> _Saved data entries_

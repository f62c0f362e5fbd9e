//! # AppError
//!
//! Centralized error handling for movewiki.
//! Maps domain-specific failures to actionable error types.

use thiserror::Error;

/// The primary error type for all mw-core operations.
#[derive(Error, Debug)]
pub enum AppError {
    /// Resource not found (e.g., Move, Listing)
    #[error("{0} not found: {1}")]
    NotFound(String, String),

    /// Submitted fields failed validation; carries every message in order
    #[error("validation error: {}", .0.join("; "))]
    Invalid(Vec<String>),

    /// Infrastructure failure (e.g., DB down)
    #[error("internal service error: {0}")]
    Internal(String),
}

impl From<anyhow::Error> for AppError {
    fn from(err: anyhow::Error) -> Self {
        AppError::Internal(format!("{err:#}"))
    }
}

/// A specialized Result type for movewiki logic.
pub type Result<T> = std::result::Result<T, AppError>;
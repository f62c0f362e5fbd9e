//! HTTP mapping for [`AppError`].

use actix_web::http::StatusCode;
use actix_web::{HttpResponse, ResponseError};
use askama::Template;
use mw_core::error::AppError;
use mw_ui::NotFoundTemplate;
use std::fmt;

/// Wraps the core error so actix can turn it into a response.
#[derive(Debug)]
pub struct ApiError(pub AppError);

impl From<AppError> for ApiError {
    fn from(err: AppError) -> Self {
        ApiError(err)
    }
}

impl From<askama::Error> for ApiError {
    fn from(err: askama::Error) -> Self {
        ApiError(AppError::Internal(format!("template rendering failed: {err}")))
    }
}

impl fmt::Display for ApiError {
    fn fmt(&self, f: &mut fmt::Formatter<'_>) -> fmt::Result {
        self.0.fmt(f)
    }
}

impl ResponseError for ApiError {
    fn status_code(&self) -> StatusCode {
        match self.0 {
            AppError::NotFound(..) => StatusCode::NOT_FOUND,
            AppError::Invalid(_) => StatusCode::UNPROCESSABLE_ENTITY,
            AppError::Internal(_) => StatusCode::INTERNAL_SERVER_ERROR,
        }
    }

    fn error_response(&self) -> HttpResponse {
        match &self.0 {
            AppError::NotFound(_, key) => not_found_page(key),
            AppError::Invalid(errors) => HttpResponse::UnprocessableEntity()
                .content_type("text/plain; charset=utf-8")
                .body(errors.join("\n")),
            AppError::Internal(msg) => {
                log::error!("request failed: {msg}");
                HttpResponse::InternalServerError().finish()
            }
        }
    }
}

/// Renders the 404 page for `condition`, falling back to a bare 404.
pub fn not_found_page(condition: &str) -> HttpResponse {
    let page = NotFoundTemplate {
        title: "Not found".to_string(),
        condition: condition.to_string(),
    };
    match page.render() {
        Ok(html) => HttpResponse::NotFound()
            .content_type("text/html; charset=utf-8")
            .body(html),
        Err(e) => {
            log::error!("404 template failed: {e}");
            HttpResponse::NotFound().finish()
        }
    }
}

...

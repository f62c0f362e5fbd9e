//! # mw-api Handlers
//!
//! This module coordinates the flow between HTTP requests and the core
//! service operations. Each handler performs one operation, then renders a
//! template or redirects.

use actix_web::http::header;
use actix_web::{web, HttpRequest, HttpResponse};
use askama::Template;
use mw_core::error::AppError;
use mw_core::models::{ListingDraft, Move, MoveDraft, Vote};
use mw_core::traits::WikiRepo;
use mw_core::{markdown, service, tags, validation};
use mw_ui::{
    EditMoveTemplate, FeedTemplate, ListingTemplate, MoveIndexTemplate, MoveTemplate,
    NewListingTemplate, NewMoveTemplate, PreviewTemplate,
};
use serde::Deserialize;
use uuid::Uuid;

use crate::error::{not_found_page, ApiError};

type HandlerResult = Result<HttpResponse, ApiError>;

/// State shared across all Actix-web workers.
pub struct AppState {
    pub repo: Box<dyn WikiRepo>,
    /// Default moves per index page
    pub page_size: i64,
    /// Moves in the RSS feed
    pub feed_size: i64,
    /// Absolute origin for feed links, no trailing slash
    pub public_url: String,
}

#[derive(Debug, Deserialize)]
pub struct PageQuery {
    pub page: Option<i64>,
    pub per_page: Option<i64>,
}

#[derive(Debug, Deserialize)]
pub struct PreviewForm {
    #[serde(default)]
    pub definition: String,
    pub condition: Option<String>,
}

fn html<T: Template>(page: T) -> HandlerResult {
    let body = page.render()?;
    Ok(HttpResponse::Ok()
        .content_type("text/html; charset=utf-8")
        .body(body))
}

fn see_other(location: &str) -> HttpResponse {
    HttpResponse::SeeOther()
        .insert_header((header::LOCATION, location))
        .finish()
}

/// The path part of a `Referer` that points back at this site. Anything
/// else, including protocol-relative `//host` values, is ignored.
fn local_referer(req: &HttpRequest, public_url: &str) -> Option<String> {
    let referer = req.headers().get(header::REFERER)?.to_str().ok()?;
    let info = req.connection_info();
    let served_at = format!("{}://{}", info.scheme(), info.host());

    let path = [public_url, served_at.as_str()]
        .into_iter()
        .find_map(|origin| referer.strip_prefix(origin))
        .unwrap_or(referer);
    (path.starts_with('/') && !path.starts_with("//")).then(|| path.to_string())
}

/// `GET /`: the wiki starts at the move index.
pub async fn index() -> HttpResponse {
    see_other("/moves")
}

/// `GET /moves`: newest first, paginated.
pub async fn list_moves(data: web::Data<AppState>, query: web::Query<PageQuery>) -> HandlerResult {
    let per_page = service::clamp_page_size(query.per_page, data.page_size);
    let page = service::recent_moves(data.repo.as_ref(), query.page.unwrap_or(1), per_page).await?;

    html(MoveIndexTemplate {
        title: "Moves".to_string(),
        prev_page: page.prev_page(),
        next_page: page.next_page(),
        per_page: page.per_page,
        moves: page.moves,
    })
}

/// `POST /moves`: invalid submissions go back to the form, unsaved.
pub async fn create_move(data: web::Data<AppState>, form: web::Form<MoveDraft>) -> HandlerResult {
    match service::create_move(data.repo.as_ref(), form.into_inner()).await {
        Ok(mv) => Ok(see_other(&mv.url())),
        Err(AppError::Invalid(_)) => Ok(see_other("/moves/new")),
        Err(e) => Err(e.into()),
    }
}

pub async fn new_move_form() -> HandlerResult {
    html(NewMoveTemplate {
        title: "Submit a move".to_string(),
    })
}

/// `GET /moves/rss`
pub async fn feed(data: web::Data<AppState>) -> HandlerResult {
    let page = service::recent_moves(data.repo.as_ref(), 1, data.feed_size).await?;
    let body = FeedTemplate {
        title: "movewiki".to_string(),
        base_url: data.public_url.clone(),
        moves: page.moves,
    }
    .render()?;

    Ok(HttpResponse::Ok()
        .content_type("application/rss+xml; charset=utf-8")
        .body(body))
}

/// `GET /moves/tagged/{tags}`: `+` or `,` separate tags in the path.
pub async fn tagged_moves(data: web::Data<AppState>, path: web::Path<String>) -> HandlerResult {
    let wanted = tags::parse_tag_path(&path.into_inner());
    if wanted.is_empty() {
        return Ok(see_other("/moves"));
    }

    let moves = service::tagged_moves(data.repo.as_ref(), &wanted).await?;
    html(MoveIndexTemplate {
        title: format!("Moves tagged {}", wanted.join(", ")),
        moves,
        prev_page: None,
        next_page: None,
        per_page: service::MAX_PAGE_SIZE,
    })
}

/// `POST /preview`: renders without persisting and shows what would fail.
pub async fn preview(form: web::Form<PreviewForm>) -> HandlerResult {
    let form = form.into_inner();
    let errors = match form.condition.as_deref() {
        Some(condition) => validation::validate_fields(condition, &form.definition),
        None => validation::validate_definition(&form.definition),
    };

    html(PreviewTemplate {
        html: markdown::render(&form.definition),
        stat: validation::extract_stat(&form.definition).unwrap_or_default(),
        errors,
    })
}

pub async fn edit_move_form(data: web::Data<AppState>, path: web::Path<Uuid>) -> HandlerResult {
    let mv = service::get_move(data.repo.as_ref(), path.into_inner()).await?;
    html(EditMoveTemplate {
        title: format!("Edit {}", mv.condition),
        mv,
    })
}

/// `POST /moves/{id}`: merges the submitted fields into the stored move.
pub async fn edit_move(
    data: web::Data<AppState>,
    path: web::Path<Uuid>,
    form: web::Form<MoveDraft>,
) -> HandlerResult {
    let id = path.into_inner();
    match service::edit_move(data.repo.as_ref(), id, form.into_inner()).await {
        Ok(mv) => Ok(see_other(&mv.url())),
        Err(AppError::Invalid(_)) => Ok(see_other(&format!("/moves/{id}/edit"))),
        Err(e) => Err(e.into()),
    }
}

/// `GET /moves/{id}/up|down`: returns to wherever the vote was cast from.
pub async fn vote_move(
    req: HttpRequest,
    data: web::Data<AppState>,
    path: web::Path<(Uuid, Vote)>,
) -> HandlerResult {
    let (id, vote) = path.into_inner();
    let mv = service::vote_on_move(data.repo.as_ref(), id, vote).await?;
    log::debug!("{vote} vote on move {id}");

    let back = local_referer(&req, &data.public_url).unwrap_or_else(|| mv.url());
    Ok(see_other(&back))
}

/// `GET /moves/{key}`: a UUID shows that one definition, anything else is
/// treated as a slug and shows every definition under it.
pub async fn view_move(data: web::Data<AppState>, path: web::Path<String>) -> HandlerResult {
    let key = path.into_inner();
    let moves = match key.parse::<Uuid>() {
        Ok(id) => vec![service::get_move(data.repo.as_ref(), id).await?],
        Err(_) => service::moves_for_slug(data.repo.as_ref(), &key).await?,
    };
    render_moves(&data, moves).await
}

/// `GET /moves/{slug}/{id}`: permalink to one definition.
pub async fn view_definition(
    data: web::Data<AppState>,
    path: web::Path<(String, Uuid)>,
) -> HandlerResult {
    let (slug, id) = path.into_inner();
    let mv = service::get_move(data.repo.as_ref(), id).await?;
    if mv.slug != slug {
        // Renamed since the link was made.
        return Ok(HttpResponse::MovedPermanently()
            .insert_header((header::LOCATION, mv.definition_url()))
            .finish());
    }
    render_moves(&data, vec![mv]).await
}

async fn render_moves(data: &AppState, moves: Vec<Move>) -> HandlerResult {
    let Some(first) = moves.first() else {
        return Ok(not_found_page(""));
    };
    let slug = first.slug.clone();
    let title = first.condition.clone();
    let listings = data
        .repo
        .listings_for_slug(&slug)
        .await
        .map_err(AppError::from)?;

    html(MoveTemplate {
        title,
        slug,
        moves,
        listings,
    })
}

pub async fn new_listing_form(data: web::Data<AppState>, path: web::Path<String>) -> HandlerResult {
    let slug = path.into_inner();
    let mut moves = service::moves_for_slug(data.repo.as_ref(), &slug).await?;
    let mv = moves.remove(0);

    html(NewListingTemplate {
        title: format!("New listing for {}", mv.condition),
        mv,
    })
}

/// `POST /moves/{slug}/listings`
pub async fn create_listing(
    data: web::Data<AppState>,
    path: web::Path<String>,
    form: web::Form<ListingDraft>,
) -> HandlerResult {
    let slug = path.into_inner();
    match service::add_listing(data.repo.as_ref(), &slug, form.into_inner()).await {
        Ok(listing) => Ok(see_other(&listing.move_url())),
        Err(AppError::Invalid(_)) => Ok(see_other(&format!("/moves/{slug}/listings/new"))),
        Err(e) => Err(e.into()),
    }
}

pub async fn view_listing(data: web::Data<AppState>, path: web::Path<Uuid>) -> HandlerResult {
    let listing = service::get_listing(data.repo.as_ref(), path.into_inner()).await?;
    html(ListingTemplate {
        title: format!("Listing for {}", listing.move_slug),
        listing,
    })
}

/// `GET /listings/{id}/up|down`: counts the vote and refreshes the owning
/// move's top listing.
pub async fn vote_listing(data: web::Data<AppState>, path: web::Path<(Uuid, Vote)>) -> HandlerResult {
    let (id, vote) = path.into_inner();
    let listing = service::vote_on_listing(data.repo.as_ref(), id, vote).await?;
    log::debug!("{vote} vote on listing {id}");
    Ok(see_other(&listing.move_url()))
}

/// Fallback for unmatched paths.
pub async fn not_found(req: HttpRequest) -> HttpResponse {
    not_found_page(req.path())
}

> _The problem_
Among the lines above, find those with the word "Option" and list them.

> _Answer area_
    pub page: Option<i64>,
    pub per_page: Option<i64>,
    pub condition: Option<String>,
fn local_referer(req: &HttpRequest, public_url: &str) -> Option<String> {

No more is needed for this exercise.